Lukas hatte von Anschlagsgerüchten durch den Roten Stern gehört, aber ihm war zuvor nicht bekannt gewesen, dass sie einen atomaren Erstschlag gegen die Bundesrepublik planten. Das hätte den dritten Weltkrieg ausgelöst und damit die Auslöschung der Menschheit. Ihn schauderte es bei dem Gedanken.
Bauer übergab das Mikrophon an Frank, der sich bedankte und zum nächsten Vortrag überleitete.
»Vielen Dank, Herr Bauer. Wie gesagt, Sie werden später Gelegenheit haben, Ihre Fragen zu stellen. Als nächstes ...« Frank verstummte und warf Lukas einen bösen Blick zu. »Wir legen jetzt eine kurze Pause ein, damit jeder die überwältigenden Informationen verarbeiten kann. Wir machen in einer Viertelstunde weiter«, unterbrach er die Besprechung abrupt. Lukas Magen krampfte sich unangenehm zusammen angesichts der drohenden Standpauke.
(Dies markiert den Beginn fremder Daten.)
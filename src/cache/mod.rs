//! Tiered asset cache management.
//!
//! This module contains the core cache data structures and algorithms:
//! - [`descriptor`]: SemanticDescriptor and deterministic key derivation
//! - [`entry`]: CacheEntry metadata and the tier-state machine
//! - [`index`]: Persistent key → entry index with scan-based recovery
//! - [`local`]: Local disk tier (checksummed artifacts, budget enforcement)
//! - [`evictor`]: Eviction policy (LRU with size tie-break)
//! - [`prefetcher`]: Usage-driven prefetch predictions for tier promotion
//! - [`hybrid`]: Orchestrator composing the local and remote tiers

pub mod descriptor;
pub mod entry;
pub mod evictor;
pub mod hybrid;
pub mod index;
pub mod local;
pub mod prefetcher;
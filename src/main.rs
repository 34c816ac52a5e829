//! asset-cache-tier: semantic two-tier cache for creative asset pipelines.
//!
//! Memoizes expensive generated assets through a hierarchy of two tiers:
//!   Local disk (hot) → Cloud object store (durable, shared)
//!
//! The binary exposes maintenance commands; the cache itself is consumed
//! as a library by the generation pipeline.

use std::sync::Arc;

use clap::Parser;
use tracing::info;

use asset_cache_tier::cache::hybrid::HybridCache;
use asset_cache_tier::config::{Cli, Command, Config};
use asset_cache_tier::remote::object_store::LifecycleRule;

#[tokio::main]
async fn main() -> anyhow::Result<()> {
    // Parse CLI arguments.
    let cli = Cli::parse();

    // Initialize tracing/logging.
    let filter = if cli.verbose {
        "asset_cache_tier=debug"
    } else {
        "asset_cache_tier=info"
    };

    tracing_subscriber::fmt()
        .with_env_filter(
            tracing_subscriber::EnvFilter::try_from_default_env()
                .unwrap_or_else(|_| filter.into()),
        )
        .with_target(true)
        .init();

    info!("asset-cache-tier v{}", env!("CARGO_PKG_VERSION"));

    // Load configuration.
    let config = Config::load(&cli.config)?;

    info!(
        root_dir = %config.local.root_dir.display(),
        budget_bytes = config.local.budget_bytes,
        remote_enabled = config.remote.enabled,
        bucket = %config.remote.bucket,
        offline = config.offline,
        "Configuration loaded"
    );

    let cache = Arc::new(HybridCache::new(&config).await?);

    match cli.command {
        Command::Stats => {
            let stats = cache.stats().await;
            let total = stats.local.hit_count + stats.local.miss_count;
            let hit_rate = if total > 0 {
                stats.local.hit_count as f64 / total as f64
            } else {
                0.0
            };
            println!("entries:        {}", stats.local.entry_count);
            println!("local bytes:    {}", stats.local.total_bytes);
            println!("budget bytes:   {}", stats.local.budget_bytes);
            println!("local hits:     {}", stats.local.hit_count);
            println!("local misses:   {}", stats.local.miss_count);
            println!("remote hits:    {}", stats.remote_hits);
            println!("hit rate:       {hit_rate:.2}");
            if let Some(remote) = stats.remote {
                println!("uploads:        {}", remote.uploads);
                println!("downloads:      {}", remote.downloads);
                println!("upload fails:   {}", remote.upload_failures);
            } else {
                println!("remote tier:    offline");
            }
        }
        Command::Sync => {
            let synced = cache.sync_pending().await?;
            info!(synced, "Sync complete");
            println!("synced {synced} entries");
        }
        Command::Lifecycle {
            transition_days,
            expire_days,
        } => {
            let rule = LifecycleRule {
                transition_after_days: transition_days,
                expire_after_days: expire_days,
                storage_class: config.remote.storage_class.clone(),
            };
            cache.configure_lifecycle(&rule).await?;
            println!("lifecycle rule configured");
        }
    }

    cache.shutdown().await;
    Ok(())
}
impl LocalStore {
    /// Open (or initialize) the local tier rooted at the configured
    /// directory. A missing index is rebuilt by scanning the artifact tree,
    /// so restarts never lose knowledge of local contents.
    pub async fn open(config: &LocalTierConfig) -> Result<Self, LocalStoreError> {
        let artifacts_dir = config.root_dir.join("artifacts");
        let index_path = config.root_dir.join("index.json");
        fs::create_dir_all(&artifacts_dir).await?;

        let index = if index_path.exists() {
            CacheIndex::load(&index_path)
        } else {
            CacheIndex::rebuild_from_scan(&artifacts_dir).await?
        };

        info!(
            entries = index.entries.len(),
            bytes = index.local_bytes(),
            budget = config.budget_bytes,
            root = %config.root_dir.display(),
            "Local tier opened"
        );

        Ok(Self {
            artifacts_dir,
            index_path,
            budget_bytes: config.budget_bytes,
            evictor: Evictor,
            inner: Mutex::new(Inner {
                index,
                pins: HashMap::new(),
            }),
        })
    }

    /// Read a verified-intact local payload.
    ///
    /// Returns None on miss. Index/filesystem desynchronization is repaired
    /// here: a missing or corrupt file demotes the entry (or removes it when
    /// no remote copy exists) instead of being trusted.
    ///
    /// Access metadata is updated in memory only; rewriting the whole index
    /// per read would dominate hot-path latency, so it rides along with the
    /// next mutation's save.
    pub async fn get(
        &self,
        key: &CacheKey,
    ) -> Result<Option<(Bytes, CacheEntry)>, LocalStoreError> {
        let (path, expected_checksum) = {
            let mut inner = self.inner.lock().await;
            let Some(entry) = inner.index.entries.get(key) else {
                inner.index.miss_count += 1;
                return Ok(None);
            };
            if !entry.tier_state.claims_local() {
                inner.index.miss_count += 1;
                return Ok(None);
            }
            let Some(path) = entry.local_path.clone() else {
                // State claims a local copy that was never recorded: repair.
                warn!(key = %key, state = %entry.tier_state, "Entry claims local copy without a path, repairing");
                let entry = inner.index.entries.get_mut(key).unwrap();
                if !entry.demote_to_remote() {
                    inner.index.entries.remove(key);
                }
                inner.index.miss_count += 1;
                inner.index.save(&self.index_path).await?;
                return Ok(None);
            };
            let checksum = entry.checksum.clone();
            inner.pin(key);
            (path, checksum)
        };

        let read_result = fs::read(&path).await;

        let mut inner = self.inner.lock().await;
        inner.unpin(key);

        // The lock was released while reading, so the entry we took the
        // snapshot from may have been replaced by a concurrent put (a writer
        // holds its pin from before the rename until its index update lands).
        // Repairs below only fire when the entry is provably the one we read:
        // checksum unchanged and no other operation in flight on the key.
        let snapshot_intact = |inner: &Inner| {
            inner
                .index
                .entries
                .get(key)
                .is_some_and(|e| e.checksum == expected_checksum)
                && !inner.pins.contains_key(key)
        };

        let data = match read_result {
            Ok(data) => data,
            Err(e) if e.kind() == std::io::ErrorKind::NotFound => {
                if snapshot_intact(&inner) {
                    warn!(key = %key, path = %path.display(), "Index claims local file that is missing, repairing");
                    self.repair_missing_local(&mut inner, key);
                    inner.index.save(&self.index_path).await?;
                }
                inner.index.miss_count += 1;
                return Ok(None);
            }
            Err(e) => return Err(e.into()),
        };

        let actual = checksum_hex(&data);
        if actual != expected_checksum {
            if snapshot_intact(&inner) {
                warn!(key = %key, path = %path.display(), "Checksum mismatch, deleting corrupt artifact");
                let _ = fs::remove_file(&path).await;
                self.repair_missing_local(&mut inner, key);
                inner.index.save(&self.index_path).await?;
                inner.index.miss_count += 1;
                return Ok(None);
            }
        }

        // Hit only when the bytes we read belong to the entry as it stands
        // now; a replacement caught half way is reported as a plain miss.
        let Some(entry) = inner.index.entries.get_mut(key) else {
            inner.index.miss_count += 1;
            return Ok(None);
        };
        if entry.checksum != actual {
            inner.index.miss_count += 1;
            return Ok(None);
        }
        entry.touch();
        let snapshot = entry.clone();
        inner.index.hit_count += 1;

        debug!(key = %key, size = data.len(), "Local tier hit");
        Ok(Some((Bytes::from(data), snapshot)))
    }

    /// Write a payload into the local tier and update the index, then run
    /// eviction if the tier is over budget.
    ///
    /// The caller owns the tier-state decision; new entries start LocalOnly
    /// and keep any previously recorded remote copy.
    pub async fn put(
        &self,
        key: &CacheKey,
        payload: &[u8],
        descriptor: &SemanticDescriptor,
    ) -> Result<CacheEntry, LocalStoreError> {
        let (_, path_hint) = descriptor.derive();
        self.put_with(key, payload, &path_hint, EntryMeta::from_descriptor(descriptor))
            .await
    }

    /// Write a payload at an explicit path hint. Used for promotion when
    /// only the remote object key (which embeds the hint) is known.
    pub async fn put_with(
        &self,
        key: &CacheKey,
        payload: &[u8],
        path_hint: &str,
        meta: EntryMeta,
    ) -> Result<CacheEntry, LocalStoreError> {
        let path = self.artifacts_dir.join(path_hint);

        {
            let mut inner = self.inner.lock().await;
            inner.pin(key);
        }

        let write_result = self.write_atomic(&path, payload).await;

        let mut inner = self.inner.lock().await;
        if let Err(e) = write_result {
            inner.unpin(key);
            return Err(e);
        }

        let now = now_unix();
        let checksum = checksum_hex(payload);
        let previous_remote = inner
            .index
            .entries
            .get(key)
            .and_then(|e| e.remote_ref.clone());

        let entry = CacheEntry {
            key: key.clone(),
            asset_kind: meta.asset_kind,
            product_id: meta.product_id,
            region: meta.region,
            season: meta.season,
            size_bytes: payload.len() as u64,
            checksum,
            created_at: now,
            last_access: now,
            access_count: 0,
            tier_state: if previous_remote.is_some() {
                TierState::Both
            } else {
                TierState::LocalOnly
            },
            local_path: Some(path),
            remote_ref: previous_remote,
        };

        inner.index.entries.insert(key.clone(), entry.clone());
        debug!(key = %key, size = payload.len(), "Local tier write");

        // Still pinned here so the eviction round never victimizes the
        // entry that triggered it.
        self.evict_if_over_budget_locked(&mut inner).await;
        inner.unpin(key);
        inner.index.save(&self.index_path).await?;

        Ok(entry)
    }

    /// Run eviction if the local tier exceeds its byte budget.
    pub async fn evict_if_over_budget(&self) -> Result<usize, LocalStoreError> {
        let mut inner = self.inner.lock().await;
        let evicted = self.evict_if_over_budget_locked(&mut inner).await;
        if evicted > 0 {
            inner.index.save(&self.index_path).await?;
        }
        Ok(evicted)
    }

    /// Look up an entry without recording an access.
    pub async fn entry(&self, key: &CacheKey) -> Option<CacheEntry> {
        self.inner.lock().await.index.entries.get(key).cloned()
    }

    /// Apply a mutation to an entry and persist the index. Used by the
    /// orchestrator for tier-state transitions around uploads/downloads.
    pub async fn update_entry<F>(&self, key: &CacheKey, f: F) -> Result<Option<CacheEntry>, LocalStoreError>
    where
        F: FnOnce(&mut CacheEntry),
    {
        let mut inner = self.inner.lock().await;
        let updated = match inner.index.entries.get_mut(key) {
            Some(entry) => {
                f(entry);
                Some(entry.clone())
            }
            None => None,
        };
        if updated.is_some() {
            inner.index.save(&self.index_path).await?;
        }
        Ok(updated)
    }

    /// Drop an entry from the index. Any local artifact is deleted too.
    pub async fn remove_entry(&self, key: &CacheKey) -> Result<(), LocalStoreError> {
        let mut inner = self.inner.lock().await;
        if let Some(entry) = inner.index.entries.remove(key) {
            if let Some(path) = entry.local_path {
                let _ = fs::remove_file(&path).await;
            }
            inner.index.save(&self.index_path).await?;
        }
        Ok(())
    }

    /// Relative path hint of an entry's local artifact, if it has one.
    pub fn path_hint_of(&self, entry: &CacheEntry) -> Option<String> {
        let path = entry.local_path.as_ref()?;
        let rel = path.strip_prefix(&self.artifacts_dir).ok()?;
        Some(rel.to_string_lossy().replace('\\', "/"))
    }

    /// Snapshot of entries matching a predicate.
    pub async fn entries_matching<F>(&self, pred: F) -> Vec<CacheEntry>
    where
        F: Fn(&CacheEntry) -> bool,
    {
        self.inner
            .lock()
            .await
            .index
            .entries
            .values()
            .filter(|e| pred(e))
            .cloned()
            .collect()
    }

    /// Local tier statistics.
    pub async fn stats(&self) -> LocalStats {
        let inner = self.inner.lock().await;
        let entry_count = inner
            .index
            .entries
            .values()
            .filter(|e| e.tier_state.claims_local())
            .count();
        LocalStats {
            entry_count,
            total_bytes: inner.index.local_bytes(),
            hit_count: inner.index.hit_count,
            miss_count: inner.index.miss_count,
            budget_bytes: self.budget_bytes,
        }
    }

    async fn write_atomic(&self, path: &Path, payload: &[u8]) -> Result<(), LocalStoreError> {
        if let Some(parent) = path.parent() {
            fs::create_dir_all(parent).await?;
        }
        // Unique temp name so concurrent writers of the same key never
        // observe each other's partial file.
        let tmp = path.with_extension(format!("tmp-{}", uuid::Uuid::new_v4().simple()));
        fs::write(&tmp, payload).await?;
        fs::rename(&tmp, path).await?;
        Ok(())
    }

    fn repair_missing_local(&self, inner: &mut Inner, key: &CacheKey) {
        if let Some(entry) = inner.index.entries.get_mut(key) {
            if !entry.demote_to_remote() {
                inner.index.entries.remove(key);
            }
        }
    }

    /// Evict least-recently-accessed entries until under budget. Pinned
    /// entries are exempt; if everything is pinned the budget may be
    /// temporarily exceeded and eviction retries on the next put.
    async fn evict_if_over_budget_locked(&self, inner: &mut Inner) -> usize {
        let total = inner.index.local_bytes();
        if total <= self.budget_bytes {
            return 0;
        }
        let needed = total - self.budget_bytes;
        let pinned = inner.pinned_keys();
        let victims = self
            .evictor
            .select_victims(inner.index.entries.values(), needed, &pinned);

        if victims.is_empty() {
            warn!(
                over_budget_bytes = needed,
                "Every local entry is pinned; deferring eviction to the next put"
            );
            return 0;
        }

        let mut evicted = 0;
        let mut freed = 0u64;
        for victim in victims {
            let Some(entry) = inner.index.entries.get_mut(&victim.key) else {
                continue;
            };
            if let Some(path) = entry.local_path.clone() {
                if let Err(e) = fs::remove_file(&path).await {
                    if e.kind() != std::io::ErrorKind::NotFound {
                        warn!(key = %victim.key, error = %e, "Failed to remove evicted artifact");
                        continue;
                    }
                }
            }
            // Eviction is local-only; the remote copy stays the durable
            // source of truth when one exists.
            if !entry.demote_to_remote() {
                inner.index.entries.remove(&victim.key);
            }
            freed += victim.size_bytes;
            evicted += 1;
            debug!(key = %victim.key, size = victim.size_bytes, "Evicted local artifact");
        }

        if evicted > 0 {
            info!(evicted, freed_bytes = freed, "Eviction round complete");
        }
        evicted
    }
}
»Ich müsste mal kurz raus«, sagte die blonde Frau neben ihm und erhob sich von ihrem Stuhl.
»Ja klar!« Lukas stand auf und ließ sie vorbei. Im Augenwinkel sah er, wie Frank auf ihn zustürmte.
»Spinnst du?!«, brüllte dieser und packte ihn rüde am Arm. Die um sie herumstehenden Männer und Frauen blickten neugierig herüber. Frank, peinlich berührt von seinem Emotionsausbruch, zog Lukas näher an sich heran und begann zu flüstern.
»Was zum Teufel machst du hier?«
»Ich wollte wissen, warum du mich mitten in der Nacht ins Ministerium bringen lässt«, erklärte Lukas. Dabei hob er die Arme entschuldigend nach oben.
»Ich hatte doch klargestellt, dass du bestimmte Dinge nicht wissen darfst«, schimpfte Frank.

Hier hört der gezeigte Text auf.